Nel 2000 a Firenze il Consiglio d'Europa ha aperto alla firma degli Stati Membri la Convenzione Europea del Paesaggio in cui, all'art. 1, si legge: «Paesaggio designa una determinata parte di territorio, così come è percepita dalle popolazioni, il cui carattere deriva dall'azione di fattori naturali e/o umani e dalle loro interrelazioni».
Se volessimo descrivere il paesaggio della nostra provincia ci accorgeremmo subito che ciò non sarebbe possibile se non parlando di “paesaggi”, anzi, innumerevoli differenti paesaggi. Tuttavia siano essi quelli montuosi e vallivi, quelli collinari assolati lungo i bacini lacustri, o ancora quelli pianeggianti della grande brughiera, non potremmo allo stesso modo e contemporaneamente, non riconoscere tra essi alcuni elementi che nelle forme più disparate, e talvolta inaspettate, fanno sì che quelli siano “i nostri paesaggi”: quelli che riconosciamo come unici e distintivi del nostro territorio.

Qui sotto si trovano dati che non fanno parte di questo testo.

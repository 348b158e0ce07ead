// ABOUTME: Conversation documents shared by the integration tests
// ABOUTME: A small, hand-computable collection covering two agents, three tags and every status
//
// SPDX-License-Identifier: MIT OR Apache-2.0
// Copyright (c) 2025 ConvoInsight

use serde_json::{json, Value};

/// A conversation carrying every field the analytics read
#[allow(clippy::too_many_arguments)]
pub fn conversation(
    id: &str,
    time: &str,
    agent: &str,
    user_id: &str,
    main_issue: &str,
    status: &str,
    tags: &[&str],
    metrics: [f64; 5],
) -> Value {
    let [satisfaction, resolution, attitude, security, risk] = metrics;
    json!({
        "id": id,
        "title": format!("{main_issue} ({id})"),
        "time": time,
        "agent": agent,
        "customerInfo": {"userId": user_id, "device": "iPhone", "history": "2 previous contacts"},
        "conversationSummary": {
            "mainIssue": main_issue,
            "mainSolution": "Escalated to tier two",
            "resolutionStatus": {"status": status, "description": ""}
        },
        "metrics": {
            "satisfaction": {"value": satisfaction, "trend": "up", "status": "good"},
            "resolution": {"value": resolution, "trend": "flat", "status": "good"},
            "attitude": {"value": attitude, "trend": "flat", "status": "good"},
            "security": {"value": security, "trend": "flat", "status": "good"},
            "risk": {"value": risk, "trend": "down", "status": "good"}
        },
        "tags": tags,
        "messages": [
            {"type": "user", "content": main_issue, "time": time},
            {"type": "agent", "content": "Let me check that for you", "time": time, "sender": agent}
        ]
    })
}

/// Minimal document accepted by the create endpoint
pub fn minimal(id: &str) -> Value {
    json!({
        "id": id,
        "time": "2024-02-01 08:00:00",
        "agent": "Carol",
        "customerInfo": {"userId": "u900"},
        "conversationSummary": {"mainIssue": "Password reset"}
    })
}

/// The standard collection
///
/// | id | time                | agent | status   | tags            | sat | res | att | sec | risk |
/// |----|---------------------|-------|----------|-----------------|-----|-----|-----|-----|------|
/// | c1 | 2024-01-01 09:00:00 | Alice | 已解决   | billing, urgent | 80  | 90  | 70  | 100 | 20   |
/// | c2 | 2024-01-02 10:00:00 | Alice | 部分解决 | billing         | 60  | 50  | 80  | 90  | 30   |
/// | c3 | 2024-01-03 11:00:00 | Bob   | 未解决   | login, urgent   | 40  | 20  | 60  | 80  | 50   |
/// | c4 | 2024-01-03 11:00:00 | Bob   | 已解决   |                 | no metrics or interaction data |
pub fn standard_collection() -> Vec<Value> {
    let mut c1 = conversation(
        "c1",
        "2024-01-01 09:00:00",
        "Alice",
        "u100",
        "Billing overcharge",
        "已解决",
        &["billing", "urgent"],
        [80.0, 90.0, 70.0, 100.0, 20.0],
    );
    c1["hotWords"] = json!(["refund", "invoice"]);
    c1["interactionAnalysis"] = json!({
        "totalMessages": 10, "agentMessages": 5, "userMessages": 5, "imageMessages": 0,
        "avgResponseTime": 30, "resolutionTime": 600
    });

    let mut c2 = conversation(
        "c2",
        "2024-01-02 10:00:00",
        "Alice",
        "u200",
        "Refund request",
        "部分解决",
        &["billing"],
        [60.0, 50.0, 80.0, 90.0, 30.0],
    );
    c2["hotWords"] = json!(["refund"]);
    c2["interactionAnalysis"] = json!({
        "totalMessages": 6, "agentMessages": 3, "userMessages": 3, "imageMessages": 1,
        "avgResponseTime": 60, "resolutionTime": 1200
    });

    let mut c3 = conversation(
        "c3",
        "2024-01-03 11:00:00",
        "Bob",
        "u300",
        "Cannot log in",
        "未解决",
        &["login", "urgent"],
        [40.0, 20.0, 60.0, 80.0, 50.0],
    );
    c3["hotWords"] = json!(["password"]);
    c3["interactionAnalysis"] = json!({
        "totalMessages": 8, "agentMessages": 4, "userMessages": 4, "imageMessages": 0,
        "avgResponseTime": 90, "resolutionTime": 1800
    });

    let c4 = json!({
        "id": "c4",
        "time": "2024-01-03 11:00:00",
        "agent": "Bob",
        "customerInfo": {"userId": "u400"},
        "conversationSummary": {
            "mainIssue": "Shipping delay",
            "resolutionStatus": {"status": "已解决"}
        }
    });

    vec![c1, c2, c3, c4]
}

Tra questi elementi due sopra tutti: l'acqua e una densità abitativa, dalle antichissime origini, del tutto eccezionale.
Cercare di comprendere in cosa consista il rapporto tra la provincia di Varese e l'acqua non è questione di poco conto. Ciò che infatti la rende “terra d'acqua” è la sua atavica convivenza con essa: una quotidianità millenaria fatta di piccoli e grandi gesti, fatta di timore e rispetto, fatta di coraggio e intraprendenza. Fatta di uomini.
Quegli stessi uomini che hanno vissuto senza soluzione di continuità il nostro territorio, dalle pendici dei monti fino alla pianura irrigua, costruendo giorno dopo giorno, modificandolo e adattandolo alle proprie esigenze il territorio varesino, e dando vita così ai paesaggi che noi oggi ammiriamo e riconosciamo.
Nel rapporto con l'acqua, nel millenario lavoro di controllo, utilizzo e gestione di questa importantissima risorsa, i nostri avi hanno saputo esprimere capacità organizzative, tecniche ed economiche notevolissime i cui segni tangibili ancora possiamo osservare attraversando la nostra provincia se solo avessimo un occhio un poco allenato ed una mente curiosa…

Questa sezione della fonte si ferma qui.